North Korea and South Korea held high-level talks today (Jan. 9) for the first time in over two years. Representatives from the two sides focused mainly on how North Korea could participate in next month’s Winter Olympics, to be hosted by South Korea.
After the meeting, Chun Hae-sung, South Korea’s vice unification minister, said North Korea had offered to send a delegation that includes athletes, cheerleaders, cultural performers, Taekwondo performers, and government officials. The International Olympics Committee said Monday it would extend the deadline for North Korean athletes to register for the games.
Cheerleaders might seem like an odd choice, especially in contrast to the strained relations between the two nations, and the setting of the meeting—at one the world’s tensest, most heavily guarded borders.

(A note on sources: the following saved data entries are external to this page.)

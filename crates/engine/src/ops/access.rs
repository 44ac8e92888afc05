use sea_orm::{DatabaseTransaction, QueryFilter, prelude::*};
use uuid::Uuid;

use crate::{EngineError, ResultEngine, Role, draft_editors, drafts, users};

use super::Engine;

impl Engine {
    pub(super) async fn find_user_by_id(
        &self,
        db: &DatabaseTransaction,
        user_id: &str,
    ) -> ResultEngine<Option<users::Model>> {
        users::Entity::find_by_id(user_id.to_string())
            .one(db)
            .await
            .map_err(Into::into)
    }

    pub(super) async fn require_user_by_id(
        &self,
        db: &DatabaseTransaction,
        user_id: &str,
    ) -> ResultEngine<users::Model> {
        self.find_user_by_id(db, user_id)
            .await?
            .ok_or_else(|| EngineError::KeyNotFound("user not exists".to_string()))
    }

    pub(super) async fn find_user_by_username(
        &self,
        db: &DatabaseTransaction,
        username: &str,
    ) -> ResultEngine<Option<users::Model>> {
        users::Entity::find()
            .filter(users::Column::Username.eq(username.to_string()))
            .one(db)
            .await
            .map_err(Into::into)
    }

    pub(super) async fn require_user_by_username(
        &self,
        db: &DatabaseTransaction,
        username: &str,
    ) -> ResultEngine<users::Model> {
        self.find_user_by_username(db, username)
            .await?
            .ok_or_else(|| EngineError::KeyNotFound("user not exists".to_string()))
    }

    pub(super) async fn find_user_by_email(
        &self,
        db: &DatabaseTransaction,
        email: &str,
    ) -> ResultEngine<Option<users::Model>> {
        users::Entity::find()
            .filter(users::Column::Email.eq(email.to_string()))
            .one(db)
            .await
            .map_err(Into::into)
    }

    /// Resolves the acting user and rejects anyone who is not an admin.
    pub(super) async fn require_admin(
        &self,
        db: &DatabaseTransaction,
        user_id: &str,
    ) -> ResultEngine<users::Model> {
        let user = self.require_user_by_id(db, user_id).await?;
        let role = Role::try_from(user.role.as_str())?;
        if !role.is_admin() {
            return Err(EngineError::Forbidden("admin only".to_string()));
        }
        Ok(user)
    }

    pub(super) async fn require_draft(
        &self,
        db: &DatabaseTransaction,
        draft_id: Uuid,
    ) -> ResultEngine<drafts::Model> {
        drafts::Entity::find_by_id(draft_id.to_string())
            .one(db)
            .await?
            .ok_or_else(|| EngineError::KeyNotFound("draft not exists".to_string()))
    }

    pub(super) async fn is_draft_editor(
        &self,
        db: &DatabaseTransaction,
        draft_id: &str,
        username: &str,
    ) -> ResultEngine<bool> {
        draft_editors::Entity::find_by_id((draft_id.to_string(), username.to_string()))
            .one(db)
            .await
            .map(|row| row.is_some())
            .map_err(Into::into)
    }

    /// View rule: public, owner, or listed editor. Anonymous actors only
    /// pass on public drafts.
    pub(super) async fn require_draft_view(
        &self,
        db: &DatabaseTransaction,
        draft_id: Uuid,
        actor: Option<&users::Model>,
    ) -> ResultEngine<drafts::Model> {
        let draft = self.require_draft(db, draft_id).await?;
        if draft.public {
            return Ok(draft);
        }
        let Some(actor) = actor else {
            return Err(EngineError::Forbidden("draft is private".to_string()));
        };
        if draft.user_id == actor.id
            || self.is_draft_editor(db, &draft.id, &actor.username).await?
        {
            return Ok(draft);
        }
        Err(EngineError::Forbidden("draft is private".to_string()))
    }

    /// Content-mutation rule: owner or listed editor. The feature gate on
    /// the actor's own plan is checked separately; both must pass.
    pub(super) async fn require_draft_write(
        &self,
        db: &DatabaseTransaction,
        draft_id: Uuid,
        actor: &users::Model,
    ) -> ResultEngine<drafts::Model> {
        let draft = self.require_draft(db, draft_id).await?;
        if draft.user_id == actor.id
            || self.is_draft_editor(db, &draft.id, &actor.username).await?
        {
            return Ok(draft);
        }
        Err(EngineError::Forbidden(
            "only the owner or an editor can modify a draft".to_string(),
        ))
    }

    pub(super) async fn require_draft_owner(
        &self,
        db: &DatabaseTransaction,
        draft_id: Uuid,
        user_id: &str,
    ) -> ResultEngine<drafts::Model> {
        let draft = self.require_draft(db, draft_id).await?;
        if draft.user_id != user_id {
            return Err(EngineError::Forbidden("draft owner only".to_string()));
        }
        Ok(draft)
    }
}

Cheerleading, though, might well become an official Olympic sport in the years ahead. Last year the International Olympic Committee granted it provisional recognition. It won’t be part of the Olympic Games this year, but cheerleaders from various nations will still perform at the opening and closing ceremonies.
The US, for its part, is sending cheerleaders from the University of Kentucky, which has frequently produced national championship teams. Cheerleaders from Kentucky, then, might share performance space with ones from North Korea—also notable given the war of words between Donald Trump and North Korean leader Kim Jong-un.
North Koreans might very well excel at cheerleading, with their highly choreographed performances in honor of the Kim family regime being, admittedly, impressive.